● TRY IT: Only lines containing the string "classification" belong in the answer; find them in the records and copy them.

Stored data entries:

++++++

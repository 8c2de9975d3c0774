// Copyright (c) 2025 Fabstir
// SPDX-License-Identifier: BUSL-1.1
use ripeness_pipeline::classification::roboflow::parse_detect_response;
use ripeness_pipeline::classification::{InferenceError, InferenceProvider, RoboflowClient};

#[test]
fn test_parse_multiple_predictions() {
    let body = r#"{
        "predictions": [
            {"x": 10, "y": 20, "width": 30, "height": 40, "confidence": 0.5, "class": "green"},
            {"x": 1.5, "y": 2.5, "width": 3.5, "height": 4.5, "confidence": 0.75, "class": "too ripe"}
        ]
    }"#;
    let detections = parse_detect_response(body).unwrap();
    assert_eq!(detections.len(), 2);
    assert_eq!(detections[0].label, "green");
    assert_eq!(detections[0].bbox.x, 10.0);
    assert_eq!(detections[1].label, "too ripe");
    assert!(detections.iter().all(|d| d.validate().is_ok()));
}

#[test]
fn test_prediction_missing_class_is_malformed() {
    let body = r#"{"predictions": [{"x": 1, "y": 1, "width": 1, "height": 1, "confidence": 0.5}]}"#;
    assert!(matches!(
        parse_detect_response(body),
        Err(InferenceError::MalformedResponse(_))
    ));
}

#[test]
fn test_client_name_and_endpoint() {
    let client = RoboflowClient::new("http://localhost:9001///", None, 500).unwrap();
    assert_eq!(client.name(), "roboflow");
    assert_eq!(client.endpoint(), "http://localhost:9001");
}
// Copyright (c) 2025 Fabstir
// SPDX-License-Identifier: BUSL-1.1
//! Label vocabularies and model routing
//!
//! Three read-only lookup components sit between the inference calls:
//! - [`LabelNormalizer`] folds raw ripeness labels into [`CanonicalLabel`]
//! - [`FruitTypeResolver`] turns stage-one detections into a [`FruitKey`]
//! - [`ModelRouter`] picks the stage-two model for a [`FruitKey`]

pub mod fruit;
pub mod normalizer;
pub mod router;
pub mod tables;

pub use fruit::{FruitKey, FruitResolution, FruitTypeResolver, ResolveError};
pub use normalizer::{canonical_key, CanonicalLabel, LabelNormalizer, SynonymTable};
pub use router::{ModelRouter, DEFAULT_RIPENESS_MODEL};
pub use tables::{BuiltTables, LabelTables, TableError};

++++++

● ANSWER BELOW:
use ripeness_pipeline::classification::roboflow::parse_detect_response;
use ripeness_pipeline::classification::{InferenceError, InferenceProvider, RoboflowClient};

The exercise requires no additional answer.